On June 11, 1787, Connecticut delegate Roger Sherman presented the Connecticut Compromise to the Convention. The Compromise essentially blended the Virginia (large-state) and New Jersey (small-state) proposals. Ultimately, its contribution was to determine apportionment of the Senate and retain a federal character in the Constitution. The Compromise contained the two-house national legislature of the Virginia Plan, but proposed “That the proportion of suffrage in the 1st. branch [house] should be according to the respective numbers of free inhabitants; and that in the second branch or Senate, each State should have one vote and no more.”

Large states opposed the Compromise because they felt the smaller states had been given too much power. The Compromise failed at first, but ultimately a modified form of the plan was included in the Constitution. Benjamin Franklin added the requirement that revenue bills originate in the House, and instead of state delegations voting as a block as instructed by their state legislatures, Franklin’s modification made them free agents. This meant the Senate would bring a federal character to the government because each state would be equally represented.

Disagreements Arose Among the Delegates —

The delegates had disagreements on many issues that had to be resolved so a Constitution could eventually be finalized and sent to the states for ratification.

The new Constitution was seen as such a radical change from the Articles of Confederation, which elected delegates by state legislatures, that the Convention agreed to retain this method of electing senators.

The first draft of the Constitution was produced by the Committee of Detail, which was chaired by South Carolina delegate John Rutledge, a former governor. Rutledge was determined to make the new government stronger than the Confederation government, but not have unlimited power over the states. As a result, the Committee exceeded what the Convention had proposed, and remade the Constitution. The Committee changed critical agreements already made, expanded the powers of the states while reducing the power of the federal government, and added several provisions never discussed at the Convention.

The draft even modified the language of the Supremacy Clause, which the Convention had already adopted, to make sure national law would prevail over inconsistent state laws. These changes became part of the final document because the Convention never challenged the dual-sovereignty between nation and state.

The delegates had difficulty agreeing on whether the executive (president) should be a single person, or a board of three. Many delegates wanted the executive’s power to be limited, so they supported the proposal to divide the executive power between three people. The potential problems with this type of a system, and knowing that George Washington would probably be the first president, enabled the proponents of a singular executive to accumulate a coalition large enough to resolve the issue.

Another issue they addressed was how the president should be elected. Madison’s idea that the executive should be elected by the legislature was not popular. Many delegates were concerned about a direct election, because information travelled so slowly at the time. In addition, there were concerns that people would only vote for candidates from their state or region. Others wanted the president to be chosen by the governors of the states.

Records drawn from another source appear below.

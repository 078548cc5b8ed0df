//! Resumable multi-stage crawl
//!
//! This module drives a `Source` through its stages and keeps a serializable
//! checkpoint of where it is:
//! - `CrawlPhase` and `transition` define the stage order
//! - `CrawlCheckpoint` records containers finished, failed, and in progress
//! - `ClaimPool` hands containers of a partitionable stage to sub-workers
//! - `CrawlStateMachine` runs the sub-workers and reports to a `CrawlObserver`

mod checkpoint;
mod claim;
mod machine;

pub use checkpoint::{transition, ContainerProgress, CrawlCheckpoint, CrawlEvent, CrawlPhase};
pub use claim::{Claim, ClaimPool, PoolCounts};
pub use machine::{CrawlObserver, CrawlOptions, CrawlOutcome, CrawlStateMachine, CrawlStats};

use thiserror::Error;

/// Errors raised by the crawl state machine itself
#[derive(Debug, Error)]
pub enum CrawlError {
    #[error("Invalid crawl transition from {from:?} on {event:?}")]
    InvalidTransition { from: CrawlPhase, event: CrawlEvent },

    #[error("Checkpoint stage {index} ({name}) does not match this source")]
    IncompatibleCheckpoint { index: usize, name: String },

    #[error("Systemic failure during crawl: {0}")]
    Systemic(String),

    #[error("Stage {0} ended with unfinished containers")]
    StageIncomplete(String),

    #[error("A crawl sub-worker panicked")]
    WorkerPanicked,
}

Ultimately, the issue was resolved with the electoral college. At the time, there was great concern that candidates would frequently fail to earn a majority of electors in the electoral college. Most of the delegates thought the House should then choose the president, since it most closely reflected the will of the people. This caused dissension among delegates from smaller states, because they realized this would put their states at a disadvantage. To resolve the issue, the Convention agreed that the House would elect the president if no candidate had an electoral college majority, but each state delegation would vote as a block instead of individually.

It was felt that the decision to have the president chosen by an electoral college reduced the chance of the president becoming accountable to Congress.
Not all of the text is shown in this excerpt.